Few events have had a more immediate impact on the cultural life of the United States than the Great Depression. When the stock market crashed in October 1929, American literature was in the closing days of a now legendary renaissance, a period in which some of the most significant writers of the twentieth century—T. S. Eliot, F. Scott Fitzgerald, Ernest Hemingway, Langston Hughes, and Robert Frost, to name but a few—first came to prominence. Yet, despite the fact that many of these figures expressed sincere hostility toward the commercial values prevalent in the culture of their day, the writers of the 1920s were deeply dependent on the booming economy of the decade, often for their subject matter as well as for material support. The economic upheaval of the thirties changed that situation fundamentally. Not only did the stagnant economy shake up the publishing industry, leading to important, long-term changes in the literary profession, widespread and persistent suffering forced American writers to question their basic assumptions about the United States and its cultural and political values and brought new ideas and voices to the fore. In the words of the prominent critic Edmund Wilson, "the economic crisis" had been "accompanied by a literary one." As a result, the Great Depression gave rise to a new cohort of important American writers. John Dos Passos, Zora Neale Hurston, William Faulkner, John Steinbeck, Thomas Wolfe, and Richard Wright all did their most important writing in the thirties. Oftentimes their work spoke directly to the social and political conflicts that had been created by the era's economic catastrophe.

LITERATURE AND POLITICS

Perhaps the most evident and controversial feature of Depression-era writing was the self-conscious politicization of literature. For many American writers, as Alfred Kazin explained at the time, the Depression was "an education in shock." Struggling to come to grips with the stagnation and confusion they saw throughout American society, many assumed that capitalism and liberal democracy had not merely suffered setbacks, but had been proven conclusive failures. Many looked to communism or socialism for the promise of a better world, and, hoping to make art more than a diversion or a refuge, many writers sought to make their work a useful tool for improving society. In the words of the radical writer Joseph Freeman, they strove to overcome "the dichotomy between poetry and politics," so that "art and life" might be "fused."

One consequence of that politicization was that throughout the thirties the American literary world was divided by fierce battles between contending factions on the left and by antagonistic theories of literature.
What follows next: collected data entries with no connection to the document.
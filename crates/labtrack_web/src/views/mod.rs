//! Server-rendered HTML pages.
//!
//! Every interpolated value goes through [`escape_html`].

pub mod scientist_show;

const APP_TITLE: &str = "LabTrack";

/// Escape HTML entities for safe embedding.
pub fn escape_html(input: &str) -> String {
    input
        .replace('&', "&amp;")
        .replace('<', "&lt;")
        .replace('>', "&gt;")
        .replace('"', "&quot;")
        .replace('\'', "&#39;")
}

/// Wraps page content in the shared document shell.
///
/// `main` must already be escaped.
pub fn layout(title: &str, main: &str) -> String {
    format!(
        "<!DOCTYPE html>\n<html lang=\"en\">\n<head>\n<meta charset=\"utf-8\">\n<title>{} | {APP_TITLE}</title>\n</head>\n<body>\n<main>\n{main}</main>\n</body>\n</html>\n",
        escape_html(title)
    )
}

pub fn not_found_page(path: &str) -> String {
    layout(
        "Not Found",
        &format!(
            "<h1>Not Found</h1>\n<p>Nothing lives at <code>{}</code>.</p>\n",
            escape_html(path)
        ),
    )
}

pub fn method_not_allowed_page() -> String {
    layout(
        "Method Not Allowed",
        "<h1>Method Not Allowed</h1>\n",
    )
}

pub fn server_error_page() -> String {
    layout(
        "Server Error",
        "<h1>Something went wrong</h1>\n<p>The error has been logged.</p>\n",
    )
}

#[cfg(test)]
mod tests {
    use super::{escape_html, not_found_page};

    #[test]
    fn escape_html_covers_markup_characters() {
        assert_eq!(
            escape_html(r#"<b>"Tom" & 'Jerry'</b>"#),
            "&lt;b&gt;&quot;Tom&quot; &amp; &#39;Jerry&#39;&lt;/b&gt;"
        );
    }

    #[test]
    fn not_found_page_escapes_path() {
        let page = not_found_page("/<script>");
        assert!(page.contains("&lt;script&gt;"));
        assert!(!page.contains("<script>"));
    }
}
//! Scientist detail composition.
//!
//! Gathers everything the scientist show page displays: the scientist's own
//! fields, its lab, and its linked experiments.

use crate::model::experiment::Experiment;
use crate::model::lab::Lab;
use crate::model::scientist::{Scientist, ScientistId};
use crate::repo::association_repo::AssociationRepository;
use crate::repo::lab_repo::LabRepository;
use crate::repo::scientist_repo::ScientistRepository;
use crate::repo::RepoError;
use crate::service::association_service::AssociationService;
use crate::service::error::{ServiceError, ServiceResult};
use serde::Serialize;

/// Read model for one scientist's detail page.
#[derive(Debug, Clone, PartialEq, Eq, Serialize)]
pub struct ScientistDetail {
    pub scientist: Scientist,
    pub lab: Lab,
    /// Linked experiments in link-creation order.
    pub experiments: Vec<Experiment>,
}

/// Loads [`ScientistDetail`] read models.
pub struct DetailService<S, L, A>
where
    S: ScientistRepository,
    L: LabRepository,
    A: AssociationRepository,
{
    scientists: S,
    labs: L,
    associations: AssociationService<A>,
}

impl<S, L, A> DetailService<S, L, A>
where
    S: ScientistRepository,
    L: LabRepository,
    A: AssociationRepository,
{
    pub fn new(scientists: S, labs: L, associations: AssociationService<A>) -> Self {
        Self {
            scientists,
            labs,
            associations,
        }
    }

    /// Association service used for link listing and removal.
    pub fn associations(&self) -> &AssociationService<A> {
        &self.associations
    }

    /// Loads one scientist with its lab and linked experiments.
    ///
    /// # Errors
    /// - `ScientistNotFound` when no scientist has `scientist_id`.
    /// - `Repo(InvalidData)` when the scientist's lab row is missing.
    pub fn load(&self, scientist_id: ScientistId) -> ServiceResult<ScientistDetail> {
        let scientist = self
            .scientists
            .get_scientist(scientist_id)?
            .ok_or(ServiceError::ScientistNotFound(scientist_id))?;

        let lab = self.labs.get_lab(scientist.lab_id)?.ok_or_else(|| {
            ServiceError::Repo(RepoError::InvalidData(format!(
                "scientist {} references missing lab {}",
                scientist.id, scientist.lab_id
            )))
        })?;

        let experiments = self.associations.linked_experiments(scientist.id)?;

        Ok(ScientistDetail {
            scientist,
            lab,
            experiments,
        })
    }
}
//! Lab repository contracts and SQLite implementation.
//!
//! # Invariants
//! - Listing order is creation order (`rowid ASC`).
//! - A lab that still owns scientists cannot be deleted.

use super::{parse_uuid_column, reject_invalid, row_exists, RepoError, RepoResult};
use crate::model::lab::{Lab, LabId};
use rusqlite::{params, Connection, Row};

const LAB_SELECT_SQL: &str = "SELECT id, name FROM labs";

/// Repository interface for lab records.
pub trait LabRepository {
    fn create_lab(&self, lab: &Lab) -> RepoResult<LabId>;
    fn get_lab(&self, id: LabId) -> RepoResult<Option<Lab>>;
    fn list_labs(&self) -> RepoResult<Vec<Lab>>;
    fn delete_lab(&self, id: LabId) -> RepoResult<()>;
}

/// SQLite-backed lab repository.
pub struct SqliteLabRepository<'conn> {
    conn: &'conn Connection,
}

impl<'conn> SqliteLabRepository<'conn> {
    pub fn new(conn: &'conn Connection) -> Self {
        Self { conn }
    }
}

impl LabRepository for SqliteLabRepository<'_> {
    fn create_lab(&self, lab: &Lab) -> RepoResult<LabId> {
        lab.validate()?;

        self.conn.execute(
            "INSERT INTO labs (id, name) VALUES (?1, ?2);",
            params![lab.id.to_string(), lab.name.as_str()],
        )?;

        Ok(lab.id)
    }

    fn get_lab(&self, id: LabId) -> RepoResult<Option<Lab>> {
        let mut stmt = self
            .conn
            .prepare(&format!("{LAB_SELECT_SQL} WHERE id = ?1;"))?;

        let mut rows = stmt.query([id.to_string()])?;
        if let Some(row) = rows.next()? {
            return Ok(Some(parse_lab_row(row)?));
        }

        Ok(None)
    }

    fn list_labs(&self) -> RepoResult<Vec<Lab>> {
        let mut stmt = self
            .conn
            .prepare(&format!("{LAB_SELECT_SQL} ORDER BY rowid ASC;"))?;
        let mut rows = stmt.query([])?;
        let mut labs = Vec::new();

        while let Some(row) = rows.next()? {
            labs.push(parse_lab_row(row)?);
        }

        Ok(labs)
    }

    fn delete_lab(&self, id: LabId) -> RepoResult<()> {
        if !row_exists(self.conn, "labs", id)? {
            return Err(RepoError::LabNotFound(id));
        }

        let staffed: i64 = self.conn.query_row(
            "SELECT EXISTS(SELECT 1 FROM scientists WHERE lab_id = ?1);",
            [id.to_string()],
            |row| row.get(0),
        )?;
        if staffed == 1 {
            return Err(RepoError::LabInUse(id));
        }

        self.conn
            .execute("DELETE FROM labs WHERE id = ?1;", [id.to_string()])?;
        Ok(())
    }
}

fn parse_lab_row(row: &Row<'_>) -> RepoResult<Lab> {
    let lab = Lab {
        id: parse_uuid_column(row, "id")?,
        name: row.get("name")?,
    };
    reject_invalid("labs", lab.validate())?;
    Ok(lab)
}
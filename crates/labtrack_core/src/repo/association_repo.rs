//! Scientist/experiment association repository and SQLite implementation.
//!
//! # Responsibility
//! - Persist and remove individual collaboration links.
//! - List linked records in link-creation order.
//!
//! # Invariants
//! - Deletes are keyed by the exact (scientist, experiment) pair and touch
//!   one row at most; linked records themselves are never deleted here.
//! - Listings follow `scientist_experiments.seq ASC`.

use super::experiment_repo::{parse_experiment_row, EXPERIMENT_COLUMNS};
use super::scientist_repo::{parse_scientist_row, SCIENTIST_COLUMNS};
use super::{parse_uuid_column, reject_invalid, row_exists, RepoError, RepoResult};
use crate::model::experiment::{Experiment, ExperimentId};
use crate::model::scientist::{Scientist, ScientistId};
use crate::model::scientist_experiment::{AssociationId, ScientistExperiment};
use rusqlite::{params, Connection, Row};

/// Repository interface for scientist/experiment links.
pub trait AssociationRepository {
    /// Inserts one link after checking both ends exist and the pair is new.
    fn create_association(&self, link: &ScientistExperiment) -> RepoResult<AssociationId>;
    /// Loads the link for one exact pair.
    fn find_association(
        &self,
        scientist_id: ScientistId,
        experiment_id: ExperimentId,
    ) -> RepoResult<Option<ScientistExperiment>>;
    /// Deletes the link for one exact pair.
    fn delete_association(
        &self,
        scientist_id: ScientistId,
        experiment_id: ExperimentId,
    ) -> RepoResult<()>;
    /// Lists experiments linked to one scientist.
    fn list_experiments_for_scientist(
        &self,
        scientist_id: ScientistId,
    ) -> RepoResult<Vec<Experiment>>;
    /// Lists scientists linked to one experiment.
    fn list_scientists_for_experiment(
        &self,
        experiment_id: ExperimentId,
    ) -> RepoResult<Vec<Scientist>>;
    fn scientist_exists(&self, scientist_id: ScientistId) -> RepoResult<bool>;
    fn experiment_exists(&self, experiment_id: ExperimentId) -> RepoResult<bool>;
}

/// SQLite-backed association repository.
pub struct SqliteAssociationRepository<'conn> {
    conn: &'conn Connection,
}

impl<'conn> SqliteAssociationRepository<'conn> {
    pub fn new(conn: &'conn Connection) -> Self {
        Self { conn }
    }
}

impl AssociationRepository for SqliteAssociationRepository<'_> {
    fn create_association(&self, link: &ScientistExperiment) -> RepoResult<AssociationId> {
        link.validate()?;
        if !self.scientist_exists(link.scientist_id)? {
            return Err(RepoError::ScientistNotFound(link.scientist_id));
        }
        if !self.experiment_exists(link.experiment_id)? {
            return Err(RepoError::ExperimentNotFound(link.experiment_id));
        }
        if self
            .find_association(link.scientist_id, link.experiment_id)?
            .is_some()
        {
            return Err(RepoError::AlreadyLinked {
                scientist_id: link.scientist_id,
                experiment_id: link.experiment_id,
            });
        }

        self.conn.execute(
            "INSERT INTO scientist_experiments (id, scientist_id, experiment_id)
             VALUES (?1, ?2, ?3);",
            params![
                link.id.to_string(),
                link.scientist_id.to_string(),
                link.experiment_id.to_string(),
            ],
        )?;

        Ok(link.id)
    }

    fn find_association(
        &self,
        scientist_id: ScientistId,
        experiment_id: ExperimentId,
    ) -> RepoResult<Option<ScientistExperiment>> {
        let mut stmt = self.conn.prepare(
            "SELECT id, scientist_id, experiment_id
             FROM scientist_experiments
             WHERE scientist_id = ?1
               AND experiment_id = ?2;",
        )?;

        let mut rows = stmt.query(params![
            scientist_id.to_string(),
            experiment_id.to_string()
        ])?;
        if let Some(row) = rows.next()? {
            return Ok(Some(parse_association_row(row)?));
        }

        Ok(None)
    }

    fn delete_association(
        &self,
        scientist_id: ScientistId,
        experiment_id: ExperimentId,
    ) -> RepoResult<()> {
        let changed = self.conn.execute(
            "DELETE FROM scientist_experiments
             WHERE scientist_id = ?1
               AND experiment_id = ?2;",
            params![scientist_id.to_string(), experiment_id.to_string()],
        )?;

        if changed == 0 {
            return Err(RepoError::AssociationNotFound {
                scientist_id,
                experiment_id,
            });
        }

        Ok(())
    }

    fn list_experiments_for_scientist(
        &self,
        scientist_id: ScientistId,
    ) -> RepoResult<Vec<Experiment>> {
        let mut stmt = self.conn.prepare(&format!(
            "SELECT {EXPERIMENT_COLUMNS}
             FROM scientist_experiments se
             JOIN experiments e ON e.id = se.experiment_id
             WHERE se.scientist_id = ?1
             ORDER BY se.seq ASC;"
        ))?;
        let mut rows = stmt.query([scientist_id.to_string()])?;
        let mut experiments = Vec::new();

        while let Some(row) = rows.next()? {
            experiments.push(parse_experiment_row(row)?);
        }

        Ok(experiments)
    }

    fn list_scientists_for_experiment(
        &self,
        experiment_id: ExperimentId,
    ) -> RepoResult<Vec<Scientist>> {
        let mut stmt = self.conn.prepare(&format!(
            "SELECT {SCIENTIST_COLUMNS}
             FROM scientist_experiments se
             JOIN scientists s ON s.id = se.scientist_id
             WHERE se.experiment_id = ?1
             ORDER BY se.seq ASC;"
        ))?;
        let mut rows = stmt.query([experiment_id.to_string()])?;
        let mut scientists = Vec::new();

        while let Some(row) = rows.next()? {
            scientists.push(parse_scientist_row(row)?);
        }

        Ok(scientists)
    }

    fn scientist_exists(&self, scientist_id: ScientistId) -> RepoResult<bool> {
        row_exists(self.conn, "scientists", scientist_id)
    }

    fn experiment_exists(&self, experiment_id: ExperimentId) -> RepoResult<bool> {
        row_exists(self.conn, "experiments", experiment_id)
    }
}

fn parse_association_row(row: &Row<'_>) -> RepoResult<ScientistExperiment> {
    let link = ScientistExperiment {
        id: parse_uuid_column(row, "id")?,
        scientist_id: parse_uuid_column(row, "scientist_id")?,
        experiment_id: parse_uuid_column(row, "experiment_id")?,
    };
    reject_invalid("scientist_experiments", link.validate())?;
    Ok(link)
}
At the extreme end of the spectrum stood writers associated with the Communist Party who, advocating a controversial program of "proletarian literature," demanded that art become "a class weapon." Looking to the Soviet Union for the model of a rationally planned society, these writers celebrated the resilience of the working class and extolled the solidarity, enlightenment, and "revolutionary élan" promised by communism. In novels such as Michael Gold's Jews without Money and Clara Weatherwax's Marching! Marching!, or in plays like Clifford Odets's Waiting for Lefty, they described a capitalist world that was exploitative, unjust, and corrupt, and told stories of how their long-suffering protagonists came to see the truth and join the struggle. Their underlying vision was always revolutionary, and their stories typically ended with the promise of cataclysm and violent transformation. "O workers' Revolution," Gold's novel concludes, "You will destroy the East Side when you come, and build there a garden for the human spirit."

Despite the fervor of its proponents, however, the movement for "proletarian" literature never took deep hold in American letters. It was most successful in the field of drama, where the revolutionary demand for immediacy and action revitalized the theater and nurtured such writers as Odets and directors as Harold Clurman, whose influence would be felt long after the 1930s ended. Proletarian poetry, on the other hand, and, in particular, proletarian fiction, where the movement staked its greatest hopes, were far less successful. With the exception of Jews without Money, which went through eleven printings when it was published in 1930, very few proletarian novels found a wide readership, and most lacked the genuine power and eloquence of Gold's often nostalgic account of growing up in the tenements of New York's Lower East Side. The best-selling novels of the thirties—historical romances like Hervey Allen's Anthony Adverse and Margaret Mitchell's Gone with The Wind—dealt with the Depression in a different way, by allowing readers to escape into another time, where spunky individuals triumphed over great adversity. Proletarian writers, who preferred to stress the significance of class struggle, never reached a popular audience. Nor were they successful with sophisticated readers, who were often offended by the dogmatic simplicity of novels that tended to see workers as inherently good and the bourgeoisie as evil. After 1935, proletarian literature died a quick death, the victim of both Communist Party policy (which, following the directives of the Soviet Comintern, turned away from advocating revolutionary struggle and toward supporting a "Popular Front" of communists, socialists, and liberals against fascism) and the success of Franklin D. Roosevelt's New Deal. Radical writers now spoke not of proletarian, but of "people's literature," and claimed that the central issue of the day was not class struggle, but the contest between fascism and democracy.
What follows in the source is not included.